>>>>

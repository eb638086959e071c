// src/params.rs
use std::path::PathBuf;

pub const DEFAULT_REGISTRY: &str = "data/entities/physicians.json";
pub const PROFILE_DIR: &str = "equipe";
pub const DEFAULT_SITEMAP_FILENAME: &str = "sitemap.xml";
pub const DEFAULT_BASE_URL: &str = "https://bio-clinic.it";

/// Name variants shorter than this are too generic to link safely.
pub const MIN_VARIANT_LEN: usize = 6;

#[derive(Clone, Copy, Debug, PartialEq, Eq)]
pub enum TaskKind {
    Link,
    Sitemap,
}

#[derive(Clone)]
pub struct Params {
    pub task: TaskKind,               // link, sitemap
    pub site_root: PathBuf,           // root of the static site tree
    pub registry: Option<PathBuf>,    // physicians JSON (default: <site>/data/entities/physicians.json)
    pub out: Option<PathBuf>,         // sitemap output override
    pub base_url: String,             // sitemap URL prefix
    pub dry_run: bool,                // report, write nothing
    pub list_physicians: bool,        // list registry entries then exit
}

impl Params {
    pub fn new() -> Self {
        Self {
            task: TaskKind::Link,
            site_root: PathBuf::from("."),
            registry: None,
            out: None,
            base_url: s!(DEFAULT_BASE_URL),
            dry_run: false,
            list_physicians: false,
        }
    }

    /// Registry path: explicit override, or the conventional location under the site root.
    pub fn registry_path(&self) -> PathBuf {
        match &self.registry {
            Some(p) => p.clone(),
            None => self.site_root.join(DEFAULT_REGISTRY),
        }
    }
}

impl Default for Params {
    fn default() -> Self {
        Self::new()
    }
}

<<<<

*GOAL OF THE EXERCISE*: Everything from the line with "pub fn registry_path(&self)" down to the last line of the data above should be returned exactly, with both ends kept and nothing added.

*ANSWER FOR THE TASK*:
    pub fn registry_path(&self) -> PathBuf {
        match &self.registry {
            Some(p) => p.clone(),
            None => self.site_root.join(DEFAULT_REGISTRY),
        }
    }
}

impl Default for Params {
    fn default() -> Self {
        Self::new()
    }
}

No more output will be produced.